Proposals by the board of directors to the annual general meeting 2022

The Board of Directors of Konecranes Plc (“Konecranes” or the “Company”) has decided that the Annual General Meeting (the “AGM”) to be held on Wednesday 30 March 2022 at 10.00 am will be held with exceptional meeting procedures based on the temporary legislative act to limit the spread of the Covid-19 pandemic (375/2021).

The Annual General Meeting will be held without shareholders’ and their proxy representatives’ presence at the meeting venue. This is necessary in order to ensure the health and safety of the shareholders, employees and other stakeholders of the Company as well as to organize the Annual General Meeting in a predictable way, and allowing equal means for shareholders to participate. This means that the shareholders of the Company and their proxy representatives may participate in the meeting and exercise shareholder rights only through voting in advance as well as by making counterproposals and presenting questions in advance.

Shareholders will, in addition, be invited to attend an online virtual shareholder event starting at 12.00 noon after the AGM, where shareholders will be able to present questions to the Company’s management. Further information on the event will be provided in connection with the notice to the AGM.

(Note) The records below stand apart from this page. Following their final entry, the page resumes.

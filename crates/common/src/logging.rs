//! Logging and tracing initialization.

use std::sync::Mutex;

use crate::config::LoggingConfig;

/// Initialize the tracing subscriber with the given configuration.
///
/// When `config.file` is set, log lines are appended to that file instead
/// of stderr. An unopenable log file falls back to stderr.
pub fn init_logging(config: &LoggingConfig) {
    use tracing_subscriber::{fmt, EnvFilter};

    let env_filter =
        EnvFilter::try_from_default_env().unwrap_or_else(|_| EnvFilter::new(&config.level));

    let log_file = config.file.as_ref().and_then(|path| {
        std::fs::OpenOptions::new()
            .create(true)
            .append(true)
            .open(path)
            .map_err(|e| eprintln!("cannot open log file {}: {e}", path.display()))
            .ok()
    });

    match (config.json, log_file) {
        (true, Some(file)) => {
            let subscriber = fmt::Subscriber::builder()
                .with_env_filter(env_filter)
                .with_writer(Mutex::new(file))
                .json()
                .finish();
            tracing::subscriber::set_global_default(subscriber).ok();
        }
        (true, None) => {
            let subscriber = fmt::Subscriber::builder()
                .with_env_filter(env_filter)
                .with_writer(std::io::stderr)
                .json()
                .finish();
            tracing::subscriber::set_global_default(subscriber).ok();
        }
        (false, Some(file)) => {
            let subscriber = fmt::Subscriber::builder()
                .with_env_filter(env_filter)
                .with_writer(Mutex::new(file))
                .with_ansi(false)
                .with_target(true)
                .finish();
            tracing::subscriber::set_global_default(subscriber).ok();
        }
        (false, None) => {
            let subscriber = fmt::Subscriber::builder()
                .with_env_filter(env_filter)
                .with_writer(std::io::stderr)
                .with_target(true)
                .with_thread_ids(false)
                .with_file(false)
                .with_line_number(false)
                .finish();
            tracing::subscriber::set_global_default(subscriber).ok();
        }
    }
}
//! Draftforge CLI: build timelines and export editor drafts.
//!
//! Usage:
//!   draftforge init <MEDIA>...        Build a timeline file from media files
//!   draftforge export <TIMELINE>      Export a timeline to draft_content.json
//!   draftforge validate <DRAFT>       Validate a draft document
//!   draftforge info <DRAFT>           Summarize a draft document
//!   draftforge catalog [KIND]         List bundled effects, transitions, animations

use std::path::PathBuf;

use clap::{Parser, Subcommand, ValueEnum};
use draftforge_common::AppConfig;

mod commands;

#[derive(Parser)]
#[command(
    name = "draftforge",
    about = "Turn clip timelines into video editor drafts",
    version,
    author
)]
struct Cli {
    /// Enable verbose logging
    #[arg(short, long, global = true)]
    verbose: bool,

    /// Config file (defaults to the user config directory)
    #[arg(long, global = true)]
    config: Option<PathBuf>,

    #[command(subcommand)]
    command: Commands,
}

#[derive(Subcommand)]
enum Commands {
    /// Build a timeline file from media files
    Init {
        /// Image and video files, in playback order
        #[arg(required = true)]
        media: Vec<PathBuf>,

        /// Timeline file to write
        #[arg(short, long, default_value = "timeline.json")]
        output: PathBuf,

        /// Seconds each image stays on screen
        #[arg(long)]
        image_secs: Option<f64>,

        /// Seconds used for each video clip
        #[arg(long)]
        video_secs: Option<f64>,
    },

    /// Export a timeline to a draft
    Export {
        /// Timeline file
        timeline: PathBuf,

        /// Base draft template
        #[arg(long)]
        base: Option<PathBuf>,

        /// Effect definitions template
        #[arg(long)]
        effects: Option<PathBuf>,

        /// Transition definitions template
        #[arg(long)]
        transitions: Option<PathBuf>,

        /// Draft project folder to write into
        #[arg(short, long, conflicts_with = "download")]
        project_dir: Option<PathBuf>,

        /// Write the draft into the current directory as a download
        #[arg(long)]
        download: bool,

        /// Draft name
        #[arg(short, long)]
        name: Option<String>,

        /// Target schema
        #[arg(long, value_enum)]
        schema: Option<SchemaArg>,

        /// Custom catalog file replacing the bundled one
        #[arg(long)]
        catalog: Option<PathBuf>,
    },

    /// Validate a draft document
    Validate {
        /// Path to draft_content.json
        path: PathBuf,

        /// Expected number of clips
        #[arg(long)]
        clips: Option<usize>,
    },

    /// Summarize a draft document
    Info {
        /// Path to draft_content.json
        path: PathBuf,
    },

    /// List catalog entries
    Catalog {
        /// Which catalog to list (all when omitted)
        #[arg(value_enum)]
        kind: Option<CatalogArg>,
    },
}

#[derive(Clone, Copy, ValueEnum)]
enum SchemaArg {
    Modern,
    Legacy,
}

#[derive(Clone, Copy, ValueEnum)]
enum CatalogArg {
    Effects,
    Transitions,
    Animations,
}

#[tokio::main]
async fn main() -> anyhow::Result<()> {
    let cli = Cli::parse();

    let mut config = match &cli.config {
        Some(path) => AppConfig::load_from(path),
        None => AppConfig::load(),
    };
    if cli.verbose {
        config.logging.level = "debug".to_string();
    }
    draftforge_common::logging::init_logging(&config.logging);

    match cli.command {
        Commands::Init {
            media,
            output,
            image_secs,
            video_secs,
        } => commands::init::run(&config, media, output, image_secs, video_secs),
        Commands::Export {
            timeline,
            base,
            effects,
            transitions,
            project_dir,
            download,
            name,
            schema,
            catalog,
        } => {
            let args = commands::export::ExportArgs {
                timeline,
                base,
                effects,
                transitions,
                project_dir,
                download,
                name,
                schema: schema.map(|s| match s {
                    SchemaArg::Modern => draftforge_common::SchemaTarget::Modern,
                    SchemaArg::Legacy => draftforge_common::SchemaTarget::Legacy,
                }),
                catalog,
            };
            commands::export::run(&config, args).await
        }
        Commands::Validate { path, clips } => commands::validate::run(path, clips),
        Commands::Info { path } => commands::info::run(path),
        Commands::Catalog { kind } => commands::catalog::run(kind.map(|k| match k {
            CatalogArg::Effects => draftforge_project_model::CatalogKind::Effect,
            CatalogArg::Transitions => draftforge_project_model::CatalogKind::Transition,
            CatalogArg::Animations => draftforge_project_model::CatalogKind::Animation,
        })),
    }
}
//! Structural validation of a synthesized (or on-disk) draft.
//!
//! Checks run in a fixed order and stop at the first structural failure.
//! A segment/clip count mismatch is only a warning: templates may carry
//! extra pre-populated segments.

use std::collections::HashSet;

use draftforge_common::{DraftError, DraftResult};
use draftforge_project_model::{DraftDocument, TRACK_VIDEO};
use serde::Serialize;
use serde_json::Value;
use tracing::{debug, warn};

/// Outcome of [`validate`].
#[derive(Debug, Clone, Default, PartialEq, Eq, Serialize)]
pub struct ValidationReport {
    pub ok: bool,
    /// Failures; empty when `ok`.
    pub reasons: Vec<String>,
    /// Non-fatal findings.
    pub warnings: Vec<String>,
}

impl ValidationReport {
    fn fail(reason: impl Into<String>) -> Self {
        Self {
            ok: false,
            reasons: vec![reason.into()],
            warnings: vec![],
        }
    }

    /// Convert a failed report into [`DraftError::Validation`].
    pub fn into_result(self) -> DraftResult<Self> {
        if self.ok {
            Ok(self)
        } else {
            Err(DraftError::validation(self.reasons))
        }
    }
}

/// Validate a typed document against the expected clip count.
pub fn validate(document: &DraftDocument, expected_clips: usize) -> ValidationReport {
    match serde_json::to_value(document) {
        Ok(value) => validate_value(&value, expected_clips),
        Err(e) => ValidationReport::fail(format!("document is not serializable: {e}")),
    }
}

/// Validate a raw JSON draft, e.g. a `draft_content.json` read from disk.
pub fn validate_value(document: &Value, expected_clips: usize) -> ValidationReport {
    let Some(materials) = document.get("materials").and_then(Value::as_object) else {
        return ValidationReport::fail("materials collection is missing");
    };

    let tracks = match document.get("tracks").and_then(Value::as_array) {
        Some(tracks) if !tracks.is_empty() => tracks,
        _ => return ValidationReport::fail("document has no tracks"),
    };

    let Some(primary) = tracks
        .iter()
        .find(|track| track.get("type").and_then(Value::as_str) == Some(TRACK_VIDEO))
    else {
        return ValidationReport::fail("no primary video track");
    };

    let segments = match primary.get("segments").and_then(Value::as_array) {
        Some(segments) if !segments.is_empty() => segments,
        _ => return ValidationReport::fail("primary track has no segments"),
    };

    for (track_index, track) in tracks.iter().enumerate() {
        let Some(segments) = track.get("segments").and_then(Value::as_array) else {
            continue;
        };
        let kind = track.get("type").and_then(Value::as_str).unwrap_or("untyped");
        for (index, segment) in segments.iter().enumerate() {
            if let Some(reason) = check_segment(segment) {
                return ValidationReport::fail(format!(
                    "{kind} track {track_index} segment {index}: {reason}"
                ));
            }
        }
    }

    let ids: HashSet<&str> = materials
        .values()
        .filter_map(Value::as_array)
        .flatten()
        .filter_map(|record| record.get("id").and_then(Value::as_str))
        .collect();

    let mut reasons = vec![];
    for track in tracks {
        let segments = track
            .get("segments")
            .and_then(Value::as_array)
            .map(Vec::as_slice)
            .unwrap_or_default();
        for segment in segments {
            for reference in segment_refs(segment) {
                if !ids.contains(reference) {
                    reasons.push(format!("dangling material reference {reference}"));
                }
            }
        }
    }

    let mut warnings = vec![];
    if segments.len() != expected_clips {
        warn!(
            segments = segments.len(),
            expected = expected_clips,
            "Primary segment count differs from clip count"
        );
        warnings.push(format!(
            "primary track has {} segments, expected {expected_clips}",
            segments.len()
        ));
    }

    debug!(
        ok = reasons.is_empty(),
        reasons = reasons.len(),
        warnings = warnings.len(),
        "Validated draft"
    );
    ValidationReport {
        ok: reasons.is_empty(),
        reasons,
        warnings,
    }
}

fn check_segment(segment: &Value) -> Option<&'static str> {
    let non_empty = |key: &str| {
        segment
            .get(key)
            .and_then(Value::as_str)
            .is_some_and(|s| !s.is_empty())
    };
    if !non_empty("id") {
        return Some("missing id");
    }
    if !non_empty("material_id") {
        return Some("missing material reference");
    }
    if !segment
        .get("target_timerange")
        .is_some_and(Value::is_object)
    {
        return Some("missing target range");
    }
    None
}

fn segment_refs(segment: &Value) -> impl Iterator<Item = &str> {
    let material = segment.get("material_id").and_then(Value::as_str);
    let extra = segment
        .get("extra_material_refs")
        .and_then(Value::as_array)
        .into_iter()
        .flatten()
        .filter_map(Value::as_str);
    material.into_iter().chain(extra)
}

The Company will publish the notice to the AGM separately at a later stage. The notice will include more detailed information on participation in the meeting, making counterproposals and presenting questions, as well as voting.

In addition to the proposals of the Board of Directors presented below, the proposals by the Shareholders’ Nomination Board to the AGM 2022 regarding the number and election of Board members, the election of the Chairman of the Board as well as Board member remuneration have been disclosed by a separate stock exchange release on 28 January 2022.

Adoption of the annual accounts

The Board of Directors proposes that the Annual General Meeting adopts the annual accounts.

Resolution on the use of the profit shown on the balance sheet and the payment of dividend

The Board of Directors proposes to the Annual General Meeting that a dividend of EUR 0.88 per share be paid from the distributable assets of the parent Company. The dividend will be paid to shareholders who on the record date of the dividend payment 1 April 2022 are registered as shareholders in the Company’s shareholders’ register maintained by Euroclear Finland Ltd. The dividend shall be paid on 11 April 2022.

Resolution to authorize the Board of Directors to resolve upon an extra distribution of funds

On 1 October 2020, the Company and Cargotec Corporation (“Cargotec”) announced that their respective Boards of Directors have signed a combination agreement (the “Combination Agreement”) and a merger plan to combine the two companies through a merger (the “Merger”). The Merger was approved by the Extraordinary General Meetings of the respective companies on 18 December 2020.

The Board of Directors of the Company and Cargotec have in the Combination Agreement agreed that the Company may, in addition to the ordinary distribution set out above, propose that its Board of Directors would be authorized to resolve upon an extra distribution of funds in the total amount of approximately EUR 158 million, corresponding to EUR 2.00 per share, to the Company’s shareholders before the Merger is completed.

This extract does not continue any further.